ACTIVITY =
Produce a word-for-word restatement of the lines from the line with "filename src/infrastructure/mod.rs" to the end of the listing below, inclusive.

========================================================================

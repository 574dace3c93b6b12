//! `jenkee auth` - Verify Jenkins authentication
//!
//! Runs `who-am-i` with the configured credentials. When nothing is
//! configured yet the error carries setup instructions instead.

use super::ensure_success;
use anyhow::Result;
use jenkee::executor::JenkinsCli;
use jenkee::infrastructure::JenkinsConfig;
use std::fmt::Write as _;

/// Instructions shown when the `.env` file is missing or incomplete
pub fn setup_instructions(config: &JenkinsConfig) -> String {
    let mut text = String::from("Jenkins credentials not configured.\n\n");
    let _ = writeln!(
        text,
        "Please create a .env file at: {}",
        config.env_path.display()
    );
    if config.has_legacy_config() {
        let _ = write!(
            text,
            "\nDetected legacy config at: {}\nPlease move it to: {}\n",
            config.legacy_env_path.display(),
            config.env_path.display()
        );
    }
    text.push_str(
        "\nContent:
  JENKINS_URL=http://your-jenkins-server:8080/
  JENKINS_USER_ID=your_email@example.com
  JENKINS_API_TOKEN=your_api_token

You can get your API token from:
  Jenkins > User > Configure > API Token",
    );
    text
}

/// Verifies the credentials by running `who-am-i`
pub fn auth(cli: &dyn JenkinsCli) -> Result<String> {
    tracing::info!("Verifying authentication");

    let output = ensure_success(cli.run("who-am-i", &[], None)?, "✗ Authentication failed")?;
    let lines: Vec<&str> = output
        .stdout
        .lines()
        .filter(|l| !l.trim().is_empty())
        .collect();

    let mut text = String::from("Verifying authentication...\n");
    match lines.split_first() {
        None => text.push_str("✓ Authentication successful\n"),
        Some((first, rest)) => {
            if first.starts_with("Authenticated as:") {
                let _ = writeln!(text, "✓ {first}");
            } else {
                let _ = writeln!(text, "✓ Authenticated as: {first}");
            }
            for line in rest {
                let _ = writeln!(text, "{line}");
            }
        }
    }
    Ok(text)
}
//! Error types for jenkins-cli execution

use thiserror::Error;

/// Errors that can occur while invoking jenkins-cli.jar
#[derive(Error, Debug, Clone, PartialEq, Eq)]
pub enum ExecError {
    /// `JENKINS_URL`, `JENKINS_USER_ID` or `JENKINS_API_TOKEN` is missing
    #[error("Jenkins credentials not configured")]
    NotConfigured,

    /// `JENKINS_URL` is not a usable base URL
    #[error("Invalid JENKINS_URL '{url}': {reason}")]
    InvalidUrl {
        /// The configured value.
        url: String,
        /// Why it was rejected.
        reason: String,
    },

    /// jenkins-cli.jar could not be fetched from the server
    #[error("Error downloading jenkins-cli.jar from {url}: {reason}")]
    JarDownload {
        /// Download location.
        url: String,
        /// Error message describing the failure.
        reason: String,
    },

    /// The java process could not be started
    #[error("Failed to start '{program}': {reason}")]
    Spawn {
        /// Program that was launched.
        program: String,
        /// Error message describing the failure.
        reason: String,
    },

    /// IO error occurred
    #[error("IO error: {0}")]
    Io(String),
}

impl From<std::io::Error> for ExecError {
    fn from(err: std::io::Error) -> Self {
        Self::Io(err.to_string())
    }
}
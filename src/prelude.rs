//! Prelude module for common imports

// Credential inspection
pub use crate::credentials::{
    CredentialDescription, CredentialDomain, CredentialError, CredentialKind, CredentialRecord,
    DEFAULT_STORE, Descriptor, Secret, SecretOutcome, SecretScript, describe, list, render_list,
    resolve,
};

// jenkins-cli execution
pub use crate::executor::{CliOutput, ExecError, JarCli, JenkinsCli, ScriptedCli};

// Configuration
pub use crate::infrastructure::JenkinsConfig;
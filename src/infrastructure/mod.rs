//! Infrastructure layer
//!
//! Configuration loading and logging setup.

mod config;
mod logging;

pub use config::{CONFIG_DIR, DEFAULT_JAR_PATH, JenkinsConfig, LEGACY_CONFIG_DIR};
pub use logging::init_logging;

========================================================================

OUTPUT OF THE TASK =
filename src/infrastructure/mod.rs
//! Infrastructure layer
//!
//! Configuration loading and logging setup.

mod config;
mod logging;

pub use config::{CONFIG_DIR, DEFAULT_JAR_PATH, JenkinsConfig, LEGACY_CONFIG_DIR};
pub use logging::init_logging;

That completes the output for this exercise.